Naked Short Sales Hint Fraud in Bringing Down Lehman

Discussion in 'Wall St. News' started by Banjo, Mar 19, 2009.

  1. The dates you post are almost irrelevant considering at that point the stock was finished. Much more important are the dates proceeding it and as I stated in my post the days necessary to cover shorts. Who loans out stock when it is trading for pennies? No one. Once again I am not saying short selling did not pressure the stock. Did it cause Lehman to fail? I still fail to see the evidence.

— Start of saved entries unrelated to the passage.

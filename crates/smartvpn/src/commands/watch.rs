//! `watch`: keep one screen mounted and print it after every refresh.
//!
//! The watched screen always refreshes periodically, even if the config
//! lists it as one-shot; otherwise there would be nothing to watch.

use std::time::Duration;

use tokio_stream::StreamExt;
use tracing::debug;

use smartvpn_core::{
    Client, DEFAULT_POLL_INTERVAL, History, Home, PollPhase, Poller, Reconcile, RefreshPolicy,
    Rules, Screen, ScreenKind, Servers, Session,
};

use crate::cli::{GlobalOpts, OutputFormat, WatchArgs};
use crate::error::CliError;
use crate::output;

use super::{RenderView, warn_if_degraded};

pub async fn handle(
    session: &Session<Client>,
    args: WatchArgs,
    global: &GlobalOpts,
) -> Result<(), CliError> {
    let kind: ScreenKind = args
        .screen
        .parse()
        .map_err(|_| CliError::UnknownScreen {
            name: args.screen.clone(),
        })?;
    let policy = watch_policy(session.config().poll_interval);
    debug!(screen = %kind, ?policy, count = ?args.count, "watching");

    match kind {
        ScreenKind::Home => run::<Home>(session.status_poller(), policy, args.count, global).await,
        ScreenKind::Servers => {
            run::<Servers>(session.status_poller(), policy, args.count, global).await
        }
        ScreenKind::Rules => run::<Rules>(session.status_poller(), policy, args.count, global).await,
        ScreenKind::History => {
            run::<History>(session.history_poller(), policy, args.count, global).await
        }
    }
}

/// Configured interval, or the default one when periodic refresh is off.
fn watch_policy(interval: Duration) -> RefreshPolicy {
    if interval.is_zero() {
        RefreshPolicy::Periodic(DEFAULT_POLL_INTERVAL)
    } else {
        RefreshPolicy::Periodic(interval)
    }
}

async fn run<R>(
    poller: Poller<R::Input>,
    policy: RefreshPolicy,
    count: Option<usize>,
    global: &GlobalOpts,
) -> Result<(), CliError>
where
    R: Reconcile,
    R::View: RenderView,
{
    let mut screen = Screen::<R>::mount(poller, policy);
    let mut updates = screen.updates();
    let mut printed = 0usize;
    let separate = matches!(global.output, OutputFormat::Table);

    loop {
        let state = tokio::select! {
            next = updates.next() => match next {
                Some(state) => state,
                None => break,
            },
            _ = tokio::signal::ctrl_c() => break,
        };
        // Loading/Refreshing are transitional; print each landed poll once.
        if state.phase != PollPhase::Ready {
            continue;
        }

        warn_if_degraded(&state, global);
        if separate && printed > 0 && !global.quiet {
            println!();
        }
        output::print_output(&state.view.render(global)?, global.quiet);

        printed += 1;
        if count.is_some_and(|n| printed >= n) {
            break;
        }
    }

    screen.unmount();
    Ok(())
}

    As far as congressional action goes you may be correct. To feel somehow justified by it puzzles me though. Unfortunately we will see all sorts of overreaction in the coming months and once enacted we all know how hard it is to reverse.
     
    #11     Mar 20, 2009
  2. piezoe

    piezoe

    Looking at failures to deliver as a ratio to overall volume, as you did in your prior post, does indeed tell us that the percentage of fails to market volume did not change all that much, as you correctly point out. However, i wouldn't agree that this observation is particularly relevant here. Naked shorting by other than Market makers, ie. hedge funds, etc., is usually focused with a particular goal, that being to drive share price down. The across the board figures here are not relevant in my opinion. What is relevant is which entities were in the cross hairs and what was the result.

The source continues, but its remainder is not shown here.